**Work to complete:** For the material below, please count the lines containing "output". Reply with the count alone.
------------------------------
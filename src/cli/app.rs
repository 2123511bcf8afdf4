//! Main CLI application

use crate::config::{
    load_env_files, parse_config_auto, parse_config_file, validate_config, Config, OptionType,
    OrderedMap, TaskOption,
};
use crate::error::{ConfigError, DroverError};
use crate::runner::{build_plan, Context, Engine, Interrupt, Invocation};
use crate::ui::Verbosity;
use clap::parser::ValueSource;
use clap::{Arg, ArgAction, ArgMatches, Command};
use std::collections::BTreeMap;
use std::env;
use std::ffi::OsString;
use std::path::{Path, PathBuf};
use tracing::{debug, warn};

/// CLI application
pub struct App {
    /// The clap command
    command: Command,
    /// Parsed configuration
    config: Config,
    /// Config file path
    config_path: PathBuf,
}

impl App {
    /// Create a new app from the discovered configuration file
    pub fn new() -> Result<Self, DroverError> {
        let (config, config_path) = parse_config_auto()?;
        Self::from_config(config, config_path)
    }

    /// Create app with a specific config file
    pub fn with_config_file(path: PathBuf) -> Result<Self, DroverError> {
        let config = parse_config_file(&path)?;
        Self::from_config(config, path)
    }

    fn from_config(config: Config, config_path: PathBuf) -> Result<Self, DroverError> {
        validate_config(&config)?;
        let command = build_command(&config);

        Ok(App {
            command,
            config,
            config_path,
        })
    }

    /// The generated command line definition
    pub fn command(&self) -> &Command {
        &self.command
    }

    /// Run the application with the process arguments
    pub fn run(self) -> Result<(), DroverError> {
        self.run_from(env::args_os())
    }

    /// Run the application with the given arguments
    pub fn run_from<I, T>(mut self, args: I) -> Result<(), DroverError>
    where
        I: IntoIterator<Item = T>,
        T: Into<OsString> + Clone,
    {
        let matches = self.command.clone().get_matches_from(args);

        let (task_name, task_matches) = match matches.subcommand() {
            Some((name, sub_matches)) => (name.to_string(), sub_matches),
            None => {
                // No task specified, show help
                self.command.print_help()?;
                println!();
                return Ok(());
            }
        };

        let task = self
            .config
            .tasks
            .get(&task_name)
            .ok_or_else(|| ConfigError::TaskNotFound(task_name.clone()))?;

        let invocation = Invocation {
            task: task_name.clone(),
            args: task_args(task.args.names(), task_matches),
            options: option_overrides(&task.options, task_matches),
        };
        let global_overrides = option_overrides(&self.config.options, task_matches);

        let config_path = absolute(&self.config_path)?;
        let config_dir = config_path
            .parent()
            .map(Path::to_path_buf)
            .unwrap_or_else(|| PathBuf::from("."));
        env::set_current_dir(&config_dir)?;
        load_env_files(&self.config.env_files(), &config_dir)?;

        let interrupt = Interrupt::new();
        if let Err(e) = interrupt.install() {
            warn!("could not install interrupt handler: {}", e);
        }

        let ctx = Context::new()
            .with_working_dir(config_dir)
            .with_config_path(config_path)
            .with_verbosity(get_verbosity(task_matches))
            .with_dry_run(task_matches.get_flag("dry-run"))
            .with_interrupt(interrupt);

        let plan = build_plan(&self.config, &invocation, &global_overrides, &ctx)?;
        debug!(instances = plan.len(), "running plan");

        let mut engine = Engine::new(plan);
        engine.run(&ctx)?;

        Ok(())
    }
}

fn absolute(path: &Path) -> Result<PathBuf, DroverError> {
    if path.is_absolute() {
        Ok(path.to_path_buf())
    } else {
        Ok(env::current_dir()?.join(path))
    }
}

/// Build the clap command from configuration
pub fn build_command(config: &Config) -> Command {
    let mut cmd = Command::new(config.name.clone().unwrap_or_else(|| "drover".to_string()))
        .version(env!("CARGO_PKG_VERSION"))
        .about(
            config
                .usage
                .clone()
                .unwrap_or_else(|| "A declarative YAML task runner".to_string()),
        )
        .arg(
            Arg::new("file")
                .short('f')
                .long("file")
                .value_name("FILE")
                .help("Path to drover.yml config file")
                .global(true),
        )
        .arg(
            Arg::new("quiet")
                .short('q')
                .long("quiet")
                .help("Only print command output and errors")
                .action(ArgAction::SetTrue)
                .global(true),
        )
        .arg(
            Arg::new("silent")
                .short('s')
                .long("silent")
                .help("Print no output")
                .action(ArgAction::SetTrue)
                .global(true),
        )
        .arg(
            Arg::new("verbose")
                .short('v')
                .long("verbose")
                .help("Print verbose output")
                .action(ArgAction::SetTrue)
                .global(true),
        )
        .arg(
            Arg::new("dry-run")
                .short('n')
                .long("dry-run")
                .help("Print commands without running them")
                .action(ArgAction::SetTrue)
                .global(true),
        );

    for (name, option) in config.options.iter() {
        if !option.private {
            cmd = cmd.arg(option_arg(name, option).global(true));
        }
    }

    // Add subcommands for each task
    for (task_name, task) in config.tasks.iter() {
        if task.private {
            continue;
        }

        let mut task_cmd =
            Command::new(task_name.to_string()).about(task.usage.clone().unwrap_or_default());

        if let Some(desc) = &task.description {
            task_cmd = task_cmd.long_about(desc.clone());
        }

        for (arg_name, arg) in task.args.iter() {
            task_cmd = task_cmd.arg(
                Arg::new(arg_name.to_string())
                    .value_name(arg_name.to_uppercase())
                    .help(arg.usage.clone().unwrap_or_default())
                    .required(true),
            );
        }

        for (opt_name, opt) in task.options.iter() {
            if !opt.private {
                task_cmd = task_cmd.arg(option_arg(opt_name, opt));
            }
        }

        cmd = cmd.subcommand(task_cmd);
    }

    cmd
}

/// Flag definition for an option
///
/// Defaults and requirements are left to resolution so that environment
/// bindings and computed defaults keep working.
fn option_arg(name: &str, option: &TaskOption) -> Arg {
    let mut arg = Arg::new(name.to_string())
        .long(name.to_string())
        .help(option.usage.clone().unwrap_or_default());

    if let Some(c) = option.short.as_deref().and_then(|s| s.chars().next()) {
        arg = arg.short(c);
    }

    match option.option_type {
        OptionType::Bool => arg.action(ArgAction::SetTrue),
        _ => arg.value_name(name.to_uppercase()).action(ArgAction::Set),
    }
}

/// Get verbosity level from matches
fn get_verbosity(matches: &ArgMatches) -> Verbosity {
    if matches.get_flag("silent") {
        Verbosity::Silent
    } else if matches.get_flag("quiet") {
        Verbosity::Quiet
    } else if matches.get_flag("verbose") {
        Verbosity::Verbose
    } else {
        Verbosity::Normal
    }
}

/// Positional values in declaration order
fn task_args<'a>(names: impl Iterator<Item = &'a str>, matches: &ArgMatches) -> Vec<String> {
    names
        .filter_map(|name| matches.get_one::<String>(name).cloned())
        .collect()
}

/// Options given explicitly on the command line
fn option_overrides(
    options: &OrderedMap<TaskOption>,
    matches: &ArgMatches,
) -> BTreeMap<String, String> {
    options
        .iter()
        .filter(|(name, option)| {
            !option.private && matches.value_source(name) == Some(ValueSource::CommandLine)
        })
        .filter_map(|(name, option)| {
            let value = match option.option_type {
                OptionType::Bool => "true".to_string(),
                _ => matches.get_one::<String>(name)?.clone(),
            };
            Some((name.to_string(), value))
        })
        .collect()
}

/// Run the CLI application with the process arguments
pub fn run() -> anyhow::Result<()> {
    let args: Vec<String> = env::args().collect();
    let app = match extract_file_arg(&args) {
        Some(path) => App::with_config_file(path)?,
        None => App::new()?,
    };

    app.run()?;
    Ok(())
}

/// Extract --file argument before clap parsing
fn extract_file_arg(args: &[String]) -> Option<PathBuf> {
    for (i, arg) in args.iter().enumerate() {
        if let Some(path) = arg.strip_prefix("--file=") {
            return Some(PathBuf::from(path));
        }
        if (arg == "--file" || arg == "-f") && i + 1 < args.len() {
            return Some(PathBuf::from(&args[i + 1]));
        }
    }
    None
}

#[cfg(test)]
mod tests {
    use super::*;
    use crate::config::parse_config;

    const CONFIG: &str = r#"
name: demo
usage: Demo tasks
options:
  profile: {default: dev, short: p}
  secret: {private: true}
tasks:
  build:
    usage: Build things
    args:
      target: {}
    options:
      jobs: {type: int, short: j}
      release: {type: bool}
      internal: {private: true}
  hidden:
    private: true
"#;

    fn command() -> Command {
        build_command(&parse_config(CONFIG, None).unwrap())
    }

    fn options<'a>(config: &'a Config, task: &str) -> &'a OrderedMap<TaskOption> {
        &config.tasks.get(task).unwrap().options
    }

    #[test]
    fn test_subcommands_skip_private_tasks() {
        let cmd = command();
        let names: Vec<&str> = cmd.get_subcommands().map(|c| c.get_name()).collect();
        assert_eq!(names, vec!["build"]);
        assert_eq!(cmd.get_name(), "demo");
    }

    #[test]
    fn test_task_overrides_from_flags() {
        let config = parse_config(CONFIG, None).unwrap();
        let matches = build_command(&config)
            .get_matches_from(vec!["demo", "build", "x86", "-j", "4", "--release"]);
        let (_, sub) = matches.subcommand().unwrap();

        assert_eq!(task_args(["target"].into_iter(), sub), vec!["x86"]);

        let overrides = option_overrides(options(&config, "build"), sub);
        let expected: BTreeMap<String, String> = [
            ("jobs".to_string(), "4".to_string()),
            ("release".to_string(), "true".to_string()),
        ]
        .into_iter()
        .collect();
        assert_eq!(overrides, expected);
    }

    #[test]
    fn test_unset_flags_are_not_overrides() {
        let config = parse_config(CONFIG, None).unwrap();
        let matches = build_command(&config).get_matches_from(vec!["demo", "build", "x86"]);
        let (_, sub) = matches.subcommand().unwrap();

        assert!(option_overrides(options(&config, "build"), sub).is_empty());
        assert!(option_overrides(&config.options, sub).is_empty());
        assert_eq!(get_verbosity(sub), Verbosity::Normal);
    }

    #[test]
    fn test_global_option_after_subcommand() {
        let config = parse_config(CONFIG, None).unwrap();
        let matches = build_command(&config)
            .get_matches_from(vec!["demo", "build", "x86", "--profile", "prod", "-q", "-n"]);
        let (_, sub) = matches.subcommand().unwrap();

        let overrides = option_overrides(&config.options, sub);
        assert_eq!(overrides.get("profile").map(String::as_str), Some("prod"));
        assert_eq!(get_verbosity(sub), Verbosity::Quiet);
        assert!(sub.get_flag("dry-run"));
    }

    #[test]
    fn test_private_options_are_not_flags() {
        let config = parse_config(CONFIG, None).unwrap();
        let result = build_command(&config).try_get_matches_from(vec![
            "demo",
            "build",
            "x86",
            "--internal",
            "x",
        ]);
        assert!(result.is_err());
    }

    #[test]
    fn test_missing_positional_is_rejected() {
        let result = command().try_get_matches_from(vec!["demo", "build"]);
        assert!(result.is_err());
    }

    #[test]
    fn test_extract_file_arg() {
        let args = vec![
            "drover".to_string(),
            "--file".to_string(),
            "test.yml".to_string(),
        ];
        assert_eq!(extract_file_arg(&args), Some(PathBuf::from("test.yml")));

        let args = vec!["drover".to_string(), "-f".to_string(), "test.yml".to_string()];
        assert_eq!(extract_file_arg(&args), Some(PathBuf::from("test.yml")));

        let args = vec!["drover".to_string(), "--file=other.yml".to_string()];
        assert_eq!(extract_file_arg(&args), Some(PathBuf::from("other.yml")));

        assert_eq!(extract_file_arg(&["drover".to_string()]), None);
    }
}
//! Variable interpolation for strings
//!
//! `${name}` is replaced by a resolved value and `$$` by a literal `$`.
//! Substituted values are not interpolated again.

use crate::error::{InterpolationError, InterpolationResult};
use regex::Regex;
use std::collections::{BTreeMap, HashMap};
use std::sync::OnceLock;

/// Built-in name for the configuration directory
pub const DIR_BUILTIN: &str = "drover.dir";

/// Built-in name for the current task
pub const TASK_BUILTIN: &str = "drover.task";

fn pattern() -> &'static Regex {
    static PATTERN: OnceLock<Regex> = OnceLock::new();
    PATTERN.get_or_init(|| Regex::new(r"\$\$|\$\{([^}]*)\}").expect("placeholder pattern is valid"))
}

/// A source of named values
pub trait Lookup {
    fn lookup(&self, name: &str) -> Option<&str>;
}

impl Lookup for HashMap<String, String> {
    fn lookup(&self, name: &str) -> Option<&str> {
        self.get(name).map(String::as_str)
    }
}

impl Lookup for BTreeMap<String, String> {
    fn lookup(&self, name: &str) -> Option<&str> {
        self.get(name).map(String::as_str)
    }
}

/// Several lookups searched in order
pub struct Layers<'a>(pub Vec<&'a dyn Lookup>);

impl Lookup for Layers<'_> {
    fn lookup(&self, name: &str) -> Option<&str> {
        self.0.iter().find_map(|layer| layer.lookup(name))
    }
}

/// Built-in values available to every template
#[derive(Debug, Clone)]
pub struct Builtins {
    dir: String,
    task: Option<String>,
}

impl Builtins {
    pub fn new(dir: impl Into<String>) -> Self {
        Builtins {
            dir: dir.into(),
            task: None,
        }
    }

    pub fn for_task(&self, task: &str) -> Self {
        Builtins {
            dir: self.dir.clone(),
            task: Some(task.to_string()),
        }
    }

    /// Whether `name` is a built-in in a task scope
    pub fn is_builtin(name: &str) -> bool {
        name == DIR_BUILTIN || name == TASK_BUILTIN
    }
}

impl Lookup for Builtins {
    fn lookup(&self, name: &str) -> Option<&str> {
        match name {
            DIR_BUILTIN => Some(self.dir.as_str()),
            TASK_BUILTIN => self.task.as_deref(),
            _ => None,
        }
    }
}

/// Interpolate variables in a string, failing on any undefined placeholder
pub fn interpolate(s: &str, vars: &dyn Lookup) -> InterpolationResult<String> {
    let mut result = String::with_capacity(s.len());
    let mut last = 0;

    for caps in pattern().captures_iter(s) {
        let Some(whole) = caps.get(0) else {
            continue;
        };
        result.push_str(&s[last..whole.start()]);

        match caps.get(1) {
            None => result.push('$'),
            Some(name) => {
                let name = name.as_str().trim();
                let value = vars
                    .lookup(name)
                    .ok_or_else(|| InterpolationError::UndefinedVariable(name.to_string()))?;
                result.push_str(value);
            }
        }

        last = whole.end();
    }

    result.push_str(&s[last..]);
    Ok(result)
}

/// Names referenced by placeholders in a string, in order of appearance
pub fn placeholders(s: &str) -> Vec<&str> {
    pattern()
        .captures_iter(s)
        .filter_map(|caps| caps.get(1))
        .map(|name| name.as_str().trim())
        .collect()
}

/// Interpolate all values in a map
pub fn interpolate_map(
    map: &BTreeMap<String, String>,
    vars: &dyn Lookup,
) -> InterpolationResult<BTreeMap<String, String>> {
    map.iter()
        .map(|(key, value)| Ok((key.clone(), interpolate(value, vars)?)))
        .collect()
}

/// Interpolate a list of strings
pub fn interpolate_list(list: &[String], vars: &dyn Lookup) -> InterpolationResult<Vec<String>> {
    list.iter().map(|s| interpolate(s, vars)).collect()
}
------------------------------
**Result of the exercise:** 3